(Source data)
//! Host-facing drivers: build a surface body through a geometry kernel, and
//! set up the mesh show/hide toggle from configuration.

use std::time::Instant;

use hfs_core::error::Result;
use hfs_core::transaction::{run_in_transaction, TransactionManager};
use hfs_geometry::{materialize_body, GeometryKernel, HeightFunction};
use hfs_render::{DisplayBackend, ToggleController};
use log::info;

use crate::api::generate_patch_body_definition;
use crate::config::{MeshConfig, SurfaceConfig};

/// Build a bounded surface body for `config` using the host's kernel.
///
/// Sampling and validation run first, so malformed input never opens a
/// transaction. Kernel work runs inside a transaction named
/// `config.transaction_name`: committed on success, aborted on any failure.
/// An empty kernel result is a [`hfs_core::HfsError::Collaborator`] error.
pub fn build_surface_body<K, M>(
    config: &SurfaceConfig,
    kernel: &mut K,
    transactions: &mut M,
) -> Result<K::Body>
where
    K: GeometryKernel,
    M: TransactionManager,
{
    let t0 = Instant::now();
    let spec = config.sampling_spec()?;
    let definition = generate_patch_body_definition(&spec, &config.height)?;
    let prepared = t0.elapsed();

    let t1 = Instant::now();
    let body = run_in_transaction(transactions, &config.transaction_name, || {
        materialize_body(kernel, &definition)
    })?;
    let kernel_time = t1.elapsed();

    info!(
        "surface body {}x{}: preparation {:.3}s, kernel {:.3}s",
        spec.nu(),
        spec.nv(),
        prepared.as_secs_f64(),
        kernel_time.as_secs_f64()
    );
    Ok(body)
}

/// A show/hide toggle for the mesh described by `config`.
pub fn mesh_toggle<B: DisplayBackend>(
    config: &MeshConfig,
    backend: B,
) -> Result<ToggleController<B, HeightFunction>> {
    let spec = config.sampling_spec()?;
    let toggle = ToggleController::new(backend, config.height, spec, config.options());
    Ok(toggle.with_name(config.name.clone()))
}
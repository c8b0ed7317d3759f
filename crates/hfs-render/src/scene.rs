use hfs_core::error::{HfsError, Result};
use hfs_core::traits::Validate;
use hfs_math::Aabb3;
use hfs_mesh::MeshBuffers;
use log::debug;
use slotmap::{new_key_type, SlotMap};

use crate::display::DisplayBackend;

new_key_type! {
    /// Opaque handle to a mesh held by a [`Scene`].
    pub struct MeshHandle;
}

/// A named mesh in the scene
#[derive(Debug, Clone)]
pub struct SceneMesh {
    pub name: String,
    pub mesh: MeshBuffers,
    pub color: [f32; 3],
}

/// In-memory display backend.
///
/// Holds materialized meshes keyed by [`MeshHandle`]. Headless hosts use it
/// directly; tests use its counters to check that nothing leaks.
#[derive(Debug, Default)]
pub struct Scene {
    meshes: SlotMap<MeshHandle, SceneMesh>,
    materialized: usize,
    released: usize,
    refreshes: usize,
}

impl Scene {
    const PALETTE: [[f32; 3]; 6] = [
        [0.78, 0.63, 0.35], // Brass
        [0.7, 0.8, 0.9],    // Light blue
        [0.9, 0.7, 0.7],    // Light red
        [0.7, 0.9, 0.7],    // Light green
        [0.8, 0.8, 0.8],    // Gray
        [0.8, 0.7, 0.9],    // Purple
    ];

    /// Create a new empty scene
    pub fn new() -> Self {
        Self::default()
    }

    /// Add a mesh with a name and color
    pub fn add_mesh(&mut self, name: &str, mesh: MeshBuffers, color: [f32; 3]) -> MeshHandle {
        self.materialized += 1;
        self.meshes.insert(SceneMesh {
            name: name.to_string(),
            mesh,
            color,
        })
    }

    /// Add a mesh with a palette color picked by insertion count
    pub fn add_mesh_auto_color(&mut self, name: &str, mesh: MeshBuffers) -> MeshHandle {
        let color = Self::PALETTE[self.materialized % Self::PALETTE.len()];
        self.add_mesh(name, mesh, color)
    }

    pub fn get(&self, handle: MeshHandle) -> Option<&SceneMesh> {
        self.meshes.get(handle)
    }

    /// Meshes currently held.
    pub fn live_count(&self) -> usize {
        self.meshes.len()
    }

    /// Total meshes ever materialized.
    pub fn materialized_count(&self) -> usize {
        self.materialized
    }

    /// Total meshes released.
    pub fn released_count(&self) -> usize {
        self.released
    }

    pub fn refresh_count(&self) -> usize {
        self.refreshes
    }

    /// Compute scene bounding box
    pub fn bounds(&self) -> Option<Aabb3> {
        Aabb3::from_points(
            self.meshes
                .values()
                .flat_map(|m| m.mesh.positions.iter().copied()),
        )
    }

    /// Total triangle count across all meshes
    pub fn total_triangles(&self) -> usize {
        self.meshes.values().map(|m| m.mesh.triangle_count()).sum()
    }
}

impl DisplayBackend for Scene {
    type Handle = MeshHandle;

    fn materialize(&mut self, name: &str, mesh: &MeshBuffers) -> Result<MeshHandle> {
        mesh.validate()
            .map_err(|e| HfsError::Collaborator(format!("scene rejected mesh '{}': {}", name, e)))?;
        let handle = self.add_mesh_auto_color(name, mesh.clone());
        debug!(
            "scene: materialized '{}' as {:?} ({} triangles)",
            name,
            handle,
            mesh.triangle_count()
        );
        Ok(handle)
    }

    fn release(&mut self, handle: MeshHandle) -> Result<()> {
        match self.meshes.remove(handle) {
            Some(mesh) => {
                self.released += 1;
                debug!("scene: released '{}' ({:?})", mesh.name, handle);
                Ok(())
            }
            None => Err(HfsError::InvalidOperation(format!(
                "release of unknown or already released handle {:?}",
                handle
            ))),
        }
    }

    fn refresh(&mut self) {
        self.refreshes += 1;
    }
}

#[cfg(test)]
mod tests {
    use super::*;
    use hfs_geometry::{HeightFunction, SamplingSpec};
    use hfs_mesh::{tessellate_height_field, MeshOptions};

    fn mesh(n: usize) -> MeshBuffers {
        let spec = SamplingSpec::for_mesh(n, n, 10.0, 10.0).unwrap();
        tessellate_height_field(&spec, &HeightFunction::mesh_default(), &MeshOptions::default())
            .unwrap()
    }

    #[test]
    fn test_materialize_and_release() {
        let mut scene = Scene::new();
        let h = scene.materialize("grid", &mesh(4)).unwrap();
        assert_eq!(scene.live_count(), 1);
        assert_eq!(scene.total_triangles(), 18);
        assert_eq!(scene.get(h).unwrap().name, "grid");

        scene.release(h).unwrap();
        assert_eq!(scene.live_count(), 0);
        assert_eq!(scene.released_count(), 1);
        assert!(scene.get(h).is_none());
    }

    #[test]
    fn test_double_release_rejected() {
        let mut scene = Scene::new();
        let h = scene.materialize("grid", &mesh(3)).unwrap();
        scene.release(h).unwrap();
        assert!(matches!(scene.release(h), Err(HfsError::InvalidOperation(_))));
    }

    #[test]
    fn test_rejects_invalid_mesh() {
        let mut scene = Scene::new();
        let mut bad = mesh(3);
        bad.normals.pop();
        assert!(matches!(
            scene.materialize("bad", &bad),
            Err(HfsError::Collaborator(_))
        ));
        assert_eq!(scene.live_count(), 0);
    }

    #[test]
    fn test_bounds() {
        let mut scene = Scene::new();
        assert!(scene.bounds().is_none());
        scene.materialize("grid", &mesh(5)).unwrap();
        let bb = scene.bounds().unwrap();
        assert_eq!(bb.min.x, 0.0);
        assert_eq!(bb.max.x, 10.0);
    }

    #[test]
    fn test_auto_color_cycles() {
        let mut scene = Scene::new();
        let a = scene.add_mesh_auto_color("a", mesh(2));
        let b = scene.add_mesh_auto_color("b", mesh(2));
        assert_ne!(scene.get(a).unwrap().color, scene.get(b).unwrap().color);
    }
}
//! Cubic tensor-product B-spline surface descriptor.

use hfs_core::error::{HfsError, Result};
use hfs_core::traits::Validate;
use hfs_math::Point3;
use serde::Serialize;

use crate::nurbs::{KnotVector, CUBIC};
use crate::sampling::ControlGrid;

/// Everything a geometry kernel needs to build a clamped cubic B-spline surface.
///
/// Only constructed through [`SurfaceDescriptor::assemble`] or
/// [`SurfaceDescriptor::from_grid`], so a descriptor in hand has passed
/// validation. Empty `weights` means every control point has weight 1.
#[derive(Debug, Clone, PartialEq, Serialize)]
pub struct SurfaceDescriptor {
    degree_u: usize,
    degree_v: usize,
    periodic_u: bool,
    periodic_v: bool,
    grid: ControlGrid,
    knots_u: KnotVector,
    knots_v: KnotVector,
    weights: Vec<f64>,
}

impl SurfaceDescriptor {
    /// Package a control grid with its knot vectors and optional weights.
    pub fn assemble(
        grid: ControlGrid,
        knots_u: KnotVector,
        knots_v: KnotVector,
        weights: Vec<f64>,
    ) -> Result<Self> {
        let descriptor = Self {
            degree_u: CUBIC,
            degree_v: CUBIC,
            periodic_u: false,
            periodic_v: false,
            grid,
            knots_u,
            knots_v,
            weights,
        };
        descriptor.validate()?;
        Ok(descriptor)
    }

    /// Unweighted descriptor with clamped uniform cubic knots in both directions.
    pub fn from_grid(grid: ControlGrid) -> Result<Self> {
        let knots_u = KnotVector::cubic(grid.nu())?;
        let knots_v = KnotVector::cubic(grid.nv())?;
        Self::assemble(grid, knots_u, knots_v, Vec::new())
    }

    /// `(degree_u, degree_v)`, always `(3, 3)`.
    pub fn degrees(&self) -> (usize, usize) {
        (self.degree_u, self.degree_v)
    }

    /// `(periodic_u, periodic_v)`, always `(false, false)`.
    pub fn periodic(&self) -> (bool, bool) {
        (self.periodic_u, self.periodic_v)
    }

    pub fn grid(&self) -> &ControlGrid {
        &self.grid
    }

    pub fn knots_u(&self) -> &KnotVector {
        &self.knots_u
    }

    pub fn knots_v(&self) -> &KnotVector {
        &self.knots_v
    }

    pub fn weights(&self) -> &[f64] {
        &self.weights
    }

    pub fn is_rational(&self) -> bool {
        !self.weights.is_empty()
    }

    /// Weight of control point `(u, v)`; 1.0 when unweighted.
    pub fn weight(&self, u: usize, v: usize) -> f64 {
        if self.weights.is_empty() {
            1.0
        } else {
            self.weights[v * self.grid.nu() + u]
        }
    }

    /// Control points as `rows[u][v]`, for kernels that take nested grids.
    pub fn control_rows(&self) -> Vec<Vec<Point3>> {
        (0..self.grid.nu())
            .map(|u| (0..self.grid.nv()).map(|v| self.grid.point(u, v)).collect())
            .collect()
    }

    pub fn domain_u(&self) -> (f64, f64) {
        self.knots_u.domain()
    }

    pub fn domain_v(&self) -> (f64, f64) {
        self.knots_v.domain()
    }

    pub fn into_parts(self) -> (ControlGrid, KnotVector, KnotVector, Vec<f64>) {
        (self.grid, self.knots_u, self.knots_v, self.weights)
    }
}

impl Validate for SurfaceDescriptor {
    fn validate(&self) -> Result<()> {
        let expected = 3 * self.grid.nu() * self.grid.nv();
        if self.grid.coords().len() != expected {
            return Err(HfsError::Validation(format!(
                "control grid {}x{} holds {} coordinates, expected {}",
                self.grid.nu(),
                self.grid.nv(),
                self.grid.coords().len(),
                expected
            )));
        }
        for (name, knots) in [("u", &self.knots_u), ("v", &self.knots_v)] {
            if knots.degree() != CUBIC {
                return Err(HfsError::Validation(format!(
                    "{} knot vector has degree {}, surfaces are cubic",
                    name,
                    knots.degree()
                )));
            }
        }
        self.knots_u.check_len(self.grid.nu(), "u")?;
        self.knots_v.check_len(self.grid.nv(), "v")?;
        self.knots_u.validate()?;
        self.knots_v.validate()?;

        if !self.weights.is_empty() {
            if self.weights.len() != self.grid.len() {
                return Err(HfsError::Validation(format!(
                    "expected {} weights (or none), got {}",
                    self.grid.len(),
                    self.weights.len()
                )));
            }
            if let Some(w) = self.weights.iter().find(|w| !w.is_finite() || **w <= 0.0) {
                return Err(HfsError::Validation(format!(
                    "weights must be positive and finite, got {}",
                    w
                )));
            }
        }
        Ok(())
    }
}

#[cfg(test)]
mod tests {
    use super::*;
    use crate::height::HeightFunction;
    use crate::sampling::{sample_grid, SamplingSpec};

    fn grid(nu: usize, nv: usize) -> ControlGrid {
        let spec = SamplingSpec::new(nu, nv, 10.0, 10.0).unwrap();
        sample_grid(&spec, &HeightFunction::surface_default()).unwrap()
    }

    #[test]
    fn test_from_grid_fixed_shape() {
        let desc = SurfaceDescriptor::from_grid(grid(6, 9)).unwrap();
        assert_eq!(desc.degrees(), (3, 3));
        assert_eq!(desc.periodic(), (false, false));
        assert_eq!(desc.knots_u().len(), 10);
        assert_eq!(desc.knots_v().len(), 13);
        assert!(!desc.is_rational());
        assert_eq!(desc.weight(2, 3), 1.0);
        assert_eq!(desc.domain_u(), (0.0, 1.0));
    }

    #[test]
    fn test_rejects_swapped_knot_vectors() {
        let knots_u = KnotVector::cubic(6).unwrap();
        let knots_v = KnotVector::cubic(9).unwrap();
        let err = SurfaceDescriptor::assemble(grid(6, 9), knots_v, knots_u, vec![]).unwrap_err();
        assert!(matches!(err, HfsError::Validation(_)), "got {:?}", err);
    }

    #[test]
    fn test_rejects_non_cubic_knots() {
        let knots_u = KnotVector::clamped_uniform(5, 2).unwrap();
        let knots_v = KnotVector::cubic(5).unwrap();
        assert!(SurfaceDescriptor::assemble(grid(5, 5), knots_u, knots_v, vec![]).is_err());
    }

    #[test]
    fn test_weights_checked() {
        let g = grid(4, 4);
        let k = KnotVector::cubic(4).unwrap();

        let ok = SurfaceDescriptor::assemble(g.clone(), k.clone(), k.clone(), vec![2.0; 16]).unwrap();
        assert!(ok.is_rational());
        assert_eq!(ok.weight(3, 3), 2.0);

        assert!(SurfaceDescriptor::assemble(g.clone(), k.clone(), k.clone(), vec![1.0; 15]).is_err());

        let mut bad = vec![1.0; 16];
        bad[5] = 0.0;
        assert!(SurfaceDescriptor::assemble(g, k.clone(), k, bad).is_err());
    }

    #[test]
    fn test_control_rows_layout() {
        let g = grid(5, 4);
        let desc = SurfaceDescriptor::from_grid(g.clone()).unwrap();
        let rows = desc.control_rows();
        assert_eq!(rows.len(), 5);
        assert_eq!(rows[0].len(), 4);
        assert_eq!(rows[4][3], g.point(4, 3));
    }

    #[test]
    fn test_three_point_grid_rejected() {
        let g = ControlGrid::from_coords(3, 4, vec![0.0; 36]).unwrap();
        assert!(matches!(
            SurfaceDescriptor::from_grid(g),
            Err(HfsError::Validation(_))
        ));
    }

    #[test]
    fn test_rejects_short_coordinate_buffer() {
        let short = ControlGrid {
            nu: 4,
            nv: 4,
            coords: Vec::new(),
        };
        let err = SurfaceDescriptor::from_grid(short).unwrap_err();
        assert!(matches!(err, HfsError::Validation(_)), "got {:?}", err);
    }
}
(End Source data)
_Assignment_: Find every line in the records that contains the word "MeshHandle"; copy those lines.

_Answer to this exercise_:
    pub struct MeshHandle;
/// Holds materialized meshes keyed by [`MeshHandle`]. Headless hosts use it
    meshes: SlotMap<MeshHandle, SceneMesh>,
    pub fn add_mesh(&mut self, name: &str, mesh: MeshBuffers, color: [f32; 3]) -> MeshHandle {
    pub fn add_mesh_auto_color(&mut self, name: &str, mesh: MeshBuffers) -> MeshHandle {
    pub fn get(&self, handle: MeshHandle) -> Option<&SceneMesh> {
    type Handle = MeshHandle;
    fn materialize(&mut self, name: &str, mesh: &MeshBuffers) -> Result<MeshHandle> {
    fn release(&mut self, handle: MeshHandle) -> Result<()> {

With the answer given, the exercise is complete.